DOMRADIO.DE: Wie war es denn mit Papa Francesco?
Stefan von Kempis (Chefredakteur deutsche Sektion Vatican News): Also ich muss sagen, mir zittern noch ein bisschen die Beine. Denn wie immer bei so einem Papstbesuch gibt es viele aufgeregte Leute, Sicherheitpersonal mit Telefonkabel im Ohr, Gedränge in der ersten Reihe, Leute, die den Papst hierhin und dahin zerren. Das ist immer eine aufregende Sache. Die Kamera, die durch die Gegend schwenkt. Obwohl ich schon oft die verschiedensten Papstauftritte erlebt habe, war das trotzdem wieder sehr viel Aufregung und auch sehr viel Getue.
Der Moment, den wir mit dem Papst hatten war ganz nett. Der Papst ist in die Ecke gelaufen, in die er gar nicht sollte. Die Papstwege werden lange im Voraus festgelegt, wohin er darf und wohin nicht. Doch plötzlich ist der Papst um die Ecke gebogen und in Richtung unserer Redaktion gelaufen.
Da standen wir alle und wollten eigentlich nur aus der Ferne gucken, wie er ins Studio geht. Wir haben ihm die Hand gegeben und uns vorgestellt. Und er hat einen Witz erzählt von einer alten Frau, die ihm ein Kochrezept auf dem Petersplatz gegeben habe. Er hatte die ganze Zeit den Mundschutz an, sprach ein wenig leise und war ein bisschen müde. Ich hab den Witz nicht ganz verstanden, aber in dem Moment war es schön.
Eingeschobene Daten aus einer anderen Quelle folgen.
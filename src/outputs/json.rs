//! JSON export of the result table.
//!
//! Unlike CSV this keeps nested values and types intact, which makes it the
//! better choice when the dump is going to be post-processed.
//!
//! ```text
//! [
//!   { "index": 0, "record": { "title": "...", "pubdate": 1546300800 } },
//!   ...
//! ]
//! ```

use crate::error::Result;
use crate::models::ResultTable;

pub fn to_json_bytes(table: &ResultTable) -> Result<Vec<u8>> {
    Ok(serde_json::to_vec_pretty(table)?)
}
//! The windowed fetch loop.
//!
//! A run walks the requested date range one [`SearchWindow`] at a time, in
//! chronological order, issuing exactly one request per window and appending
//! whatever rows come back to a single [`ResultTable`]. Every `save_every`
//! windows the whole table is written to the checkpoint path (replacing the
//! previous checkpoint); at the end it is optionally written to a file named
//! after the requested range.
//!
//! ```text
//!             ┌──────────── next window ────────────┐
//!             ▼                                     │
//!   ──▶ Advancing ── save_every reached ──▶ Checkpointing
//!             │                                     │
//!             └──── range exhausted ──▶ Done ◀──────┘
//! ```
//!
//! Checkpoints are never read back; a crashed run has to be restarted from
//! scratch, with the checkpoint file as a manual fallback.

use crate::api::{FetchOutcome, SearchApi};
use crate::config::RunOptions;
use crate::error::{HarvestError, Result};
use crate::models::{QueryParameters, ResultTable, SearchWindow};
use crate::outputs::{final_output_path, write_table};
use crate::query::build_url;
use crate::windows::DateWindows;
use std::path::PathBuf;
use std::time::Instant;
use tracing::{debug, info, instrument, warn};

/// Counters describing a finished run.
#[derive(Debug, Clone, Default, PartialEq, Eq)]
pub struct RunSummary {
    /// Windows requested.
    pub windows: usize,
    /// Rows in the final table.
    pub rows: usize,
    /// Windows whose response was unusable and contributed nothing.
    pub degraded_windows: usize,
    pub checkpoints_written: usize,
    /// Where the final table went, if it was saved.
    pub final_path: Option<PathBuf>,
}

enum RunState {
    Advancing(SearchWindow),
    Checkpointing(Option<SearchWindow>),
    Done,
}

impl RunState {
    fn after(window: Option<SearchWindow>) -> Self {
        window.map_or(RunState::Done, RunState::Advancing)
    }
}

/// Drives a [`SearchApi`] across a date range.
#[derive(Debug)]
pub struct Harvester<A> {
    api: A,
    endpoint: String,
    options: RunOptions,
}

impl<A: SearchApi> Harvester<A> {
    pub fn new(api: A, endpoint: impl Into<String>, options: RunOptions) -> Self {
        Self {
            api,
            endpoint: endpoint.into(),
            options,
        }
    }

    pub fn options(&self) -> &RunOptions {
        &self.options
    }

    /// Fetch every window of `[params.date_from, params.date_to]`.
    ///
    /// Fails before any request when the range is reversed or the step/save
    /// interval is zero. A window whose response is unusable contributes no
    /// rows and the run moves on. Transport and file-system errors abort the
    /// run; whatever was last checkpointed stays on disk.
    #[instrument(level = "info", skip_all, fields(from = %params.date_from, to = %params.date_to))]
    pub async fn run(&self, params: &QueryParameters) -> Result<(ResultTable, RunSummary)> {
        let mut windows =
            DateWindows::new(params.date_from, params.date_to, self.options.time_step)?;
        if self.options.save_every == 0 {
            return Err(HarvestError::InvalidConfig(
                "save_every must be at least one window".to_string(),
            ));
        }

        let t0 = Instant::now();
        let mut table = ResultTable::new();
        let mut summary = RunSummary::default();
        let mut since_checkpoint = 0u64;
        let mut state = RunState::after(windows.next());

        loop {
            state = match state {
                RunState::Advancing(window) => {
                    let outcome = self.fetch_window(params, &window).await?;
                    if outcome.is_degraded() {
                        summary.degraded_windows += 1;
                    }
                    table.append_window(outcome.into_rows());
                    summary.windows += 1;
                    since_checkpoint += 1;

                    let next = windows.next();
                    if since_checkpoint == self.options.save_every {
                        RunState::Checkpointing(next)
                    } else {
                        RunState::after(next)
                    }
                }
                RunState::Checkpointing(next) => {
                    let checkpoint = self.options.checkpoint_file();
                    write_table(&table, &checkpoint, self.options.format).await?;
                    since_checkpoint = 0;
                    summary.checkpoints_written += 1;
                    info!(
                        path = %checkpoint.display(),
                        rows = table.len(),
                        "Checkpoint saved"
                    );
                    RunState::after(next)
                }
                RunState::Done => break,
            };
        }

        if self.options.save_final {
            let path = final_output_path(
                &self.options.output_dir,
                &self.options.output_prefix,
                params.date_from,
                params.date_to,
                self.options.format,
            );
            write_table(&table, &path, self.options.format).await?;
            summary.final_path = Some(path);
        }
        summary.rows = table.len();

        info!(
            windows = summary.windows,
            rows = summary.rows,
            degraded = summary.degraded_windows,
            checkpoints = summary.checkpoints_written,
            elapsed_ms = t0.elapsed().as_millis() as u64,
            "Finish"
        );
        Ok((table, summary))
    }

    async fn fetch_window(
        &self,
        params: &QueryParameters,
        window: &SearchWindow,
    ) -> Result<FetchOutcome> {
        info!(from = %window.from, to = %window.to, days = window.days(), "Parsing articles");
        let url = build_url(&self.endpoint, &params.for_window(window));
        debug!(%url, "Built search URL");

        let outcome = self.api.search(&url).await?;
        match &outcome {
            FetchOutcome::Matches(rows) => {
                debug!(from = %window.from, rows = rows.len(), "Window fetched");
            }
            FetchOutcome::BadStatus(status) => {
                warn!(from = %window.from, status, "Search returned non-200 status; no rows for window");
            }
            FetchOutcome::NotJson(content_type) => {
                warn!(
                    from = %window.from,
                    content_type = content_type.as_deref().unwrap_or("<none>"),
                    "Search response is not JSON; no rows for window"
                );
            }
            FetchOutcome::Malformed(reason) => {
                warn!(from = %window.from, %reason, "Search response is malformed; no rows for window");
            }
        }
        Ok(outcome)
    }
}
DOMRADIO.DE: Also er hat sich nicht an das Protokoll gehalten, das hat er ja schon öfter mal nicht gemacht. Aber was hat er denn insgesamt gesagt?
von Kempis: Insgesamt war die Botschaft ziemlich heftig. Er ging ins Studio, wurde begrüßt und war dann live auf Sendung bei Radio Vatikan im italienischen Programm. In der Sendung hat er sich an Radio Vatikan und Osservatore Romano gerichtet und gefragt: "Wie viele hören euch? Wen erreicht ihr? Stellt ihr euch die Frage, für wen ihr das Ganze macht?"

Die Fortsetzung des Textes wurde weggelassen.